Strictly Following the video settings of the off-Star security package ensures server security. Thousands of servers in China have been running stably for many years using the security package structure. If your server is still infiltrated, check the following content:

1. Have you run SQL 2000 and MySQL with the permissions of common users? This is the most important thing. Most of the intrusions are performed using the database permissions. The specific settings should refer to the video of the off-Star security package.

2. Use the security package to close all unused ports. The specific settings should be shown in the video of the off-Star security package.

3. the root directory of all disks cannot have the read and run permissions of everyone and users.

4. Enhanced PHP security: http://7i24.com/support/freehost/php/107301209072.htm

5. Do not install or use CGI. cgi has inherent security risks.

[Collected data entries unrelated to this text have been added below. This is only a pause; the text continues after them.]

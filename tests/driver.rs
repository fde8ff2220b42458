#![cfg(feature = "host")]
//! Host-level tests for the driver lifecycle, using recording mocks for the platform.

use std::cell::RefCell;
use std::convert::Infallible;
use std::rc::Rc;

use embassy_time::Duration;
use embedded_hal::digital::{ErrorType, OutputPin};
use ws2812_kit::config::TRANSFER_TIMEOUT;
use ws2812_kit::encoding::{WIRE_ONE, WIRE_ZERO};
use ws2812_kit::frame_buffer::frame_len;
use ws2812_kit::platform::{PinMode, Pull, SignalPin, SpiHandle, Speed};
use ws2812_kit::{BusState, Error, Result, Rgb, Ws2812Spi};

const LEDS: usize = 20;
const RESET: usize = 60;
const LEN: usize = frame_len(LEDS, RESET);

#[derive(Debug, Clone, PartialEq)]
enum Event {
    Acquire,
    Release,
    Transmit { bytes: Vec<u8>, timeout: Duration },
    Configure(PinMode, Pull, Speed),
    Level(bool),
}

type Log = Rc<RefCell<Vec<Event>>>;

struct MockSpi {
    log: Log,
    acquire_result: Result<()>,
    release_result: Result<()>,
    transmit_result: Result<()>,
}

impl MockSpi {
    fn new(log: &Log) -> Self {
        Self {
            log: Rc::clone(log),
            acquire_result: Ok(()),
            release_result: Ok(()),
            transmit_result: Ok(()),
        }
    }
}

impl SpiHandle for MockSpi {
    fn acquire(&mut self) -> Result<()> {
        self.log.borrow_mut().push(Event::Acquire);
        self.acquire_result
    }

    fn release(&mut self) -> Result<()> {
        self.log.borrow_mut().push(Event::Release);
        self.release_result
    }

    fn transmit(&mut self, bytes: &[u8], timeout: Duration) -> Result<()> {
        self.log.borrow_mut().push(Event::Transmit {
            bytes: bytes.to_vec(),
            timeout,
        });
        self.transmit_result
    }
}

struct MockPin {
    log: Log,
    configure_result: Result<()>,
}

impl MockPin {
    fn new(log: &Log) -> Self {
        Self {
            log: Rc::clone(log),
            configure_result: Ok(()),
        }
    }
}

impl ErrorType for MockPin {
    type Error = Infallible;
}

impl OutputPin for MockPin {
    fn set_low(&mut self) -> core::result::Result<(), Self::Error> {
        self.log.borrow_mut().push(Event::Level(false));
        Ok(())
    }

    fn set_high(&mut self) -> core::result::Result<(), Self::Error> {
        self.log.borrow_mut().push(Event::Level(true));
        Ok(())
    }
}

impl SignalPin for MockPin {
    fn configure(&mut self, mode: PinMode, pull: Pull, speed: Speed) -> Result<()> {
        self.log
            .borrow_mut()
            .push(Event::Configure(mode, pull, speed));
        self.configure_result
    }
}

type Strip = Ws2812Spi<MockSpi, MockPin, LEDS, RESET, LEN>;

fn new_strip() -> (Strip, Log) {
    let log = Log::default();
    let strip = Strip::new(MockSpi::new(&log), MockPin::new(&log));
    (strip, log)
}

fn take(log: &Log) -> Vec<Event> {
    log.borrow_mut().drain(..).collect()
}

const NOT_READY: Error = Error::PreconditionViolated {
    expected: BusState::Ready,
    actual: BusState::Uninitialized,
};

#[test]
fn new_driver_is_uninitialized_with_zero_frame() {
    let (strip, log) = new_strip();
    assert_eq!(strip.state(), BusState::Uninitialized);
    assert!(!strip.is_ready());
    assert_eq!(strip.timeout(), TRANSFER_TIMEOUT);
    assert_eq!(strip.frame().len(), 540);
    assert!(strip.frame().as_bytes().iter().all(|&byte| byte == 0));
    assert!(log.borrow().is_empty());
}

#[test]
fn init_acquires_bus_configures_pin_and_drives_low() {
    let (mut strip, log) = new_strip();
    strip.init().expect("init succeeds");

    assert_eq!(strip.state(), BusState::Ready);
    assert_eq!(
        take(&log),
        [
            Event::Acquire,
            Event::Configure(PinMode::OutputPushPull, Pull::Up, Speed::VeryHigh),
            Event::Level(false),
        ]
    );
}

#[test]
fn deinit_releases_bus_drives_low_and_leaves_pin_inert() {
    let (mut strip, log) = new_strip();
    strip.init().expect("init succeeds");
    take(&log);

    strip.deinit().expect("deinit succeeds");

    assert_eq!(strip.state(), BusState::Uninitialized);
    assert_eq!(
        take(&log),
        [
            Event::Release,
            Event::Level(false),
            Event::Configure(PinMode::Analog, Pull::None, Speed::Low),
        ]
    );
}

#[test]
fn send_transmits_full_frame_once_with_timeout() {
    let (mut strip, log) = new_strip();
    strip.init().expect("init succeeds");
    strip.set_pixel(0, 0xFF, 0x00, 0x00).expect("in range");
    take(&log);

    strip.send().expect("send succeeds");

    let events = take(&log);
    assert_eq!(events.len(), 1);
    let Event::Transmit { bytes, timeout } = &events[0] else {
        panic!("expected a transmit, got {events:?}");
    };
    assert_eq!(*timeout, TRANSFER_TIMEOUT);
    assert_eq!(bytes.len(), 540);
    assert_eq!(bytes[0..8], [WIRE_ZERO; 8]);
    assert_eq!(bytes[8..16], [WIRE_ONE; 8]);
    assert_eq!(bytes[16..24], [WIRE_ZERO; 8]);
    assert!(bytes[480..].iter().all(|&byte| byte == 0));
    assert_eq!(bytes.as_slice(), strip.frame().as_bytes());
}

#[test]
fn send_uses_explicit_timeout() {
    let log = Log::default();
    let mut strip = Strip::with_timeout(
        MockSpi::new(&log),
        MockPin::new(&log),
        Duration::from_millis(25),
    );
    strip.init().expect("init succeeds");
    take(&log);

    strip.send().expect("send succeeds");
    assert!(matches!(
        take(&log).as_slice(),
        [Event::Transmit { timeout, .. }] if *timeout == Duration::from_millis(25)
    ));
}

#[test]
fn send_reports_transfer_failure_verbatim_without_retry() {
    for failure in [Error::TransferTimeout, Error::TransferFailed] {
        let log = Log::default();
        let mut spi = MockSpi::new(&log);
        spi.transmit_result = Err(failure);
        let mut strip = Strip::new(spi, MockPin::new(&log));
        strip.init().expect("init succeeds");
        take(&log);

        assert_eq!(strip.send(), Err(failure));
        let transmits = take(&log)
            .into_iter()
            .filter(|event| matches!(event, Event::Transmit { .. }))
            .count();
        assert_eq!(transmits, 1);
        assert!(strip.is_ready());
    }
}

#[test]
fn send_before_init_is_rejected() {
    let (mut strip, log) = new_strip();
    assert_eq!(strip.send(), Err(NOT_READY));
    assert!(log.borrow().is_empty());
}

#[test]
fn send_after_deinit_is_rejected() {
    let (mut strip, log) = new_strip();
    strip.init().expect("init succeeds");
    strip.deinit().expect("deinit succeeds");
    take(&log);

    assert_eq!(strip.send(), Err(NOT_READY));
    assert!(log.borrow().is_empty());
}

#[test]
fn double_init_is_rejected() {
    let (mut strip, log) = new_strip();
    strip.init().expect("init succeeds");
    take(&log);

    assert_eq!(
        strip.init(),
        Err(Error::PreconditionViolated {
            expected: BusState::Uninitialized,
            actual: BusState::Ready,
        })
    );
    assert!(log.borrow().is_empty());
    assert!(strip.is_ready());
}

#[test]
fn deinit_without_init_is_rejected() {
    let (mut strip, log) = new_strip();
    assert_eq!(strip.deinit(), Err(NOT_READY));
    assert!(log.borrow().is_empty());
}

#[test]
fn init_after_deinit_is_allowed() {
    let (mut strip, _log) = new_strip();
    strip.init().expect("init succeeds");
    strip.deinit().expect("deinit succeeds");
    strip.init().expect("init succeeds again");
    assert!(strip.is_ready());
}

#[test]
fn init_fails_when_bus_is_unavailable() {
    let log = Log::default();
    let mut spi = MockSpi::new(&log);
    spi.acquire_result = Err(Error::BusUnavailable);
    let mut strip = Strip::new(spi, MockPin::new(&log));

    assert_eq!(strip.init(), Err(Error::BusUnavailable));
    assert_eq!(strip.state(), BusState::Uninitialized);
    assert_eq!(take(&log), [Event::Acquire]);
}

#[test]
fn init_releases_bus_when_pin_setup_fails() {
    let log = Log::default();
    let mut pin = MockPin::new(&log);
    pin.configure_result = Err(Error::CannotSetOutputState);
    let mut strip = Strip::new(MockSpi::new(&log), pin);

    assert_eq!(strip.init(), Err(Error::CannotSetOutputState));
    assert_eq!(strip.state(), BusState::Uninitialized);
    assert_eq!(
        take(&log),
        [
            Event::Acquire,
            Event::Configure(PinMode::OutputPushPull, Pull::Up, Speed::VeryHigh),
            Event::Release,
        ]
    );
}

#[test]
fn deinit_quiesces_pin_even_when_release_fails() {
    let log = Log::default();
    let mut spi = MockSpi::new(&log);
    spi.release_result = Err(Error::TransferFailed);
    let mut strip = Strip::new(spi, MockPin::new(&log));
    strip.init().expect("init succeeds");
    take(&log);

    assert_eq!(strip.deinit(), Err(Error::TransferFailed));
    assert_eq!(strip.state(), BusState::Uninitialized);
    assert_eq!(
        take(&log),
        [
            Event::Release,
            Event::Level(false),
            Event::Configure(PinMode::Analog, Pull::None, Speed::Low),
        ]
    );
}

#[test]
fn pixels_can_be_set_before_init_and_are_sent_after() {
    let (mut strip, log) = new_strip();
    strip.set_all(0, 0, 0xFF);
    strip.set_pixel(1, 0xFF, 0xFF, 0xFF).expect("in range");
    let expected = strip.frame().as_bytes().to_vec();
    assert!(log.borrow().is_empty());

    strip.init().expect("init succeeds");
    take(&log);
    strip.send().expect("send succeeds");

    assert_eq!(
        take(&log),
        [Event::Transmit {
            bytes: expected,
            timeout: TRANSFER_TIMEOUT,
        }]
    );
}

#[test]
fn set_pixel_out_of_range_is_reported() {
    let (mut strip, _log) = new_strip();
    assert_eq!(
        strip.set_pixel(LEDS, 1, 1, 1),
        Err(Error::IndexOutOfRange { index: LEDS, len: LEDS })
    );
    assert!(strip.frame().as_bytes().iter().all(|&byte| byte == 0));
}

#[test]
fn write_colors_and_clear_go_through_the_frame() {
    let (mut strip, _log) = new_strip();
    strip
        .write_colors([Rgb::new(1, 2, 3), Rgb::new(4, 5, 6)])
        .expect("two colors fit");
    let mut expected = ws2812_kit::FrameBuffer::<LEDS, RESET, LEN>::new();
    expected.set_pixel(0, 1, 2, 3).expect("in range");
    expected.set_pixel(1, 4, 5, 6).expect("in range");
    assert_eq!(strip.frame(), &expected);

    strip.clear();
    assert!(strip.frame().led_bytes().iter().all(|&byte| byte == WIRE_ZERO));
}

#[test]
fn frame_mut_writes_are_sent() {
    let (mut strip, log) = new_strip();
    strip.frame_mut().set_all(0x10, 0x20, 0x30);
    strip.init().expect("init succeeds");
    take(&log);
    strip.send().expect("send succeeds");

    let mut expected = ws2812_kit::FrameBuffer::<LEDS, RESET, LEN>::new();
    expected.set_all(0x10, 0x20, 0x30);
    assert_eq!(
        take(&log),
        [Event::Transmit {
            bytes: expected.as_bytes().to_vec(),
            timeout: TRANSFER_TIMEOUT,
        }]
    );
}

#[test]
fn dropping_a_ready_driver_deinitializes_it() {
    let (mut strip, log) = new_strip();
    strip.init().expect("init succeeds");
    take(&log);

    drop(strip);

    assert_eq!(
        take(&log),
        [
            Event::Release,
            Event::Level(false),
            Event::Configure(PinMode::Analog, Pull::None, Speed::Low),
        ]
    );
}

#[test]
fn dropping_an_uninitialized_driver_touches_nothing() {
    let (strip, log) = new_strip();
    drop(strip);
    assert!(log.borrow().is_empty());
}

6. Do not install any third-party software. For example, XX optimization software and XX plug-in, do not register unknown components on the server.

7. Do not use IE on the server to access any website.

8. MySQL 4.1 and later versions are used. There are security problems in MySQL 4.0.

9. Do not install pcAnywhere or Radmin because they have security problems. You can directly use Windows 2003 3389, Which is safer than any remote control software.

10. Do not double-click on the server to run anyProgramOtherwise, you will not be aware of the Trojan.

11. It is dangerous not to use IE on the server to open webpages on users' hard disks.

12. Do not browse images on the server. In the past, Windows experienced a GDI + Security Vulnerability.

13. Make sure that your computer is safe. If your computer is not safe, the server cannot be safe.

14. If you use IMail, you must use version 8.2 or later. Version 8.1 has serious security vulnerabilities.

15.check. exe,at.exe,cacls.exeand ftp.exe of the sytem32directory only have the permissions of ADMs and System. (security packages of version 0.5 have the permissions to automatically process them .)

16. Be sure to use the out-of-Star security package after-2-14, and click [set temp directory permission] to use the controlled terminal after-2-1 to prevent potential damage to the Asp.net Trojan.

17. Any ASP, PHP, and Asp.net programs on the server cannot be connected to the program by using the SA user of SQL2000 or the root user in MySQL. This will cause intrusion into the server.

18. after Zend is installed by default, its installation directory, such as "C: \ Program Files \ Zend \ ZendOptimizer-3.2.6 \ Lib \ Optimizer-3.2.6" has all the permissions of everyone, which is not safe, you need to change the everyone permission to read-only and run.

An always-careful network management is the final guarantee of server security. After setting the above rules, even if your users upload trojans on their own websites, it will never affect the server.